Hiking opportunities are everywhere in Oregon and the beautifully wooded trails called out to us to try them. Unfortunately, our initial idea of hiking daily fell flat, literally, when I fell 3 months before the trip and broke my kneecap and had to have surgery. Even though it was much better by then, we were forced to hike only on flat trails—difficult paths to find in Oregon.
We arrived in Cascade Locks in time for our reservation on the Columbia Gorge Sternwheeler. (There is a nice park at the dock which is perfect for a picnic and walking around if you have time.) Until the locks were constructed, the river had been difficult to navigate because of multiple falls and rapids. The guide provided information about the river and its history as we sailed downriver to the Bonneville Dam then, after a brief break, upriver. (The boat stops briefly at the dock so you can disembark if you only want to go one way.) The Bonneville Dam enabled boats to run the full length of the river instead of having to portage around the rapids. The scenery on either side of the river was beautiful—Washington State on one side and Oregon on the other. Railroad tracks run on both sides of the river. Along the river are fishing docks that are still used by Native Americans. In other places, scars from the 2018 wildfire can still be seen although the area is beginning to recover.

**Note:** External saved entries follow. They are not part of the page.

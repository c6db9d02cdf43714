//! Remote Zarr store inspector.
//!
//! Opens a consolidated Zarr v2 store over HTTP, S3 or a local directory,
//! prints the hierarchy below a path and, for a dataset, reads a slice of
//! it and prints a summary.

mod report;
mod source;

use std::ops::Range;

use anyhow::{bail, Result};
use clap::Parser;
use tracing::info;
use tracing_subscriber::{fmt, EnvFilter};
use zarr_remote::{DataOptions, StoreConfig};

use report::DataSummary;
use source::StoreSource;

#[derive(Parser, Debug)]
#[command(name = "zarr-probe")]
#[command(about = "Inspect a remote consolidated Zarr v2 store")]
struct Args {
    /// Store location: http(s)://..., s3://bucket/prefix, or a directory
    #[arg(env = "ZARR_STORE_URL")]
    location: StoreSource,

    /// Group or dataset to inspect
    #[arg(short, long, default_value = "/")]
    path: String,

    /// Range `start:end` of one leading dimension; repeat for more dimensions
    #[arg(short, long = "slice", value_parser = parse_range)]
    slices: Vec<Range<u64>>,

    /// Bypass intermediary caches for chunk reads
    #[arg(long)]
    cache_bust: bool,

    /// Print the data summary and stats as JSON
    #[arg(long)]
    json: bool,

    /// Log level, used when RUST_LOG is unset
    #[arg(long, env = "LOG_LEVEL", default_value = "warn")]
    log_level: String,

    /// Emit logs as JSON
    #[arg(long)]
    log_json: bool,
}

/// Parse `start:end` (half-open). `:end` starts at 0.
fn parse_range(s: &str) -> Result<Range<u64>, String> {
    let (start, end) = s
        .split_once(':')
        .ok_or_else(|| format!("expected start:end, got {s:?}"))?;
    let start = if start.is_empty() {
        0
    } else {
        start.parse().map_err(|e| format!("bad start in {s:?}: {e}"))?
    };
    let end: u64 = end.parse().map_err(|e| format!("bad end in {s:?}: {e}"))?;
    if end < start {
        return Err(format!("end before start in {s:?}"));
    }
    Ok(start..end)
}

#[tokio::main]
async fn main() -> Result<()> {
    // Load environment from .env file if present
    dotenvy::dotenv().ok();

    let args = Args::parse();

    // Initialize tracing; logs go to stderr so stdout stays clean
    let filter =
        EnvFilter::try_from_default_env().unwrap_or_else(|_| EnvFilter::new(&args.log_level));
    let builder = fmt()
        .with_env_filter(filter)
        .with_target(true)
        .with_writer(std::io::stderr);
    if args.log_json {
        builder.json().init();
    } else {
        builder.init();
    }

    let mut config = StoreConfig::from_env();
    if args.cache_bust {
        config.cache_bust_chunks = true;
    }
    if let Err(e) = config.validate() {
        bail!("invalid configuration: {e}");
    }

    info!(location = ?args.location, path = %args.path, "Opening store");
    let store = args.location.open(config).await?;

    if let Some(group) = store.get_group(&args.path) {
        if !args.slices.is_empty() {
            bail!("{} is a group; --slice applies to datasets", group.path());
        }
        for line in report::tree(&group) {
            println!("{line}");
        }
    } else if let Some(dataset) = store.get_dataset(&args.path) {
        let options = DataOptions::slice(args.slices.clone()).with_cache_bust(args.cache_bust);
        let Some(data) = dataset.read(&options).await? else {
            bail!("dataset {} disappeared while reading", dataset.path());
        };
        let summary = DataSummary::of(&data);

        if args.json {
            let out = serde_json::json!({
                "path": dataset.path(),
                "dtype": dataset.dtype(),
                "summary": summary,
                "stats": store.stats(),
            });
            println!("{}", serde_json::to_string_pretty(&out)?);
            return Ok(());
        }

        println!(
            "{} {:?} {} chunks {:?}",
            dataset.path(),
            dataset.shape(),
            dataset.dtype(),
            dataset.chunks()
        );
        for (key, value) in dataset.attrs() {
            println!("  @{key} = {}", value.to_json());
        }
        println!("read shape {:?} ({} elements)", summary.shape, summary.len);
        if let (Some(min), Some(max), Some(mean)) = (summary.min, summary.max, summary.mean) {
            println!("min {min} max {max} mean {mean}");
        }
        println!("head {:?}", summary.head);
    } else {
        bail!("nothing at {} in {:?}", args.path, args.location);
    }

    let stats = store.stats();
    info!(
        network_fetches = stats.network_fetches,
        bytes_fetched = stats.bytes_fetched,
        hit_rate = stats.hit_rate(),
        "Done"
    );
    Ok(())
}

#[cfg(test)]
mod tests {
    use super::*;

    #[test]
    fn test_parse_range() {
        assert_eq!(parse_range("23:47"), Ok(23..47));
        assert_eq!(parse_range(":5"), Ok(0..5));
        assert_eq!(parse_range("4:4"), Ok(4..4));
        assert!(parse_range("5:4").is_err());
        assert!(parse_range("12").is_err());
        assert!(parse_range("a:3").is_err());
    }

    #[test]
    fn test_args() {
        let args = Args::try_parse_from([
            "zarr-probe",
            "https://example.org/s.zarr",
            "--path",
            "/acquisition/data",
            "-s",
            "0:10",
            "-s",
            "1:3",
        ])
        .unwrap();
        assert_eq!(args.slices, vec![0..10, 1..3]);
        assert_eq!(
            args.location,
            StoreSource::Http("https://example.org/s.zarr".into())
        );
    }
}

After disembarking, we continued our drive to the Columbia Cliff Villas, our base for the next two nights. From our hotel window we could see the Columbia River flowing by. For an even better view we were able to sit in the lounge chairs outside, watch the wind surfers, and enjoy the cool breeze. We went into Hood River to see the sights—mostly Walmart—and found Mesquitery Restaurant for a great dinner. (We explored other parts of Hood River the next night including boutiques and local art galleries followed by dinner at Sixth Street Bistro and Pub.)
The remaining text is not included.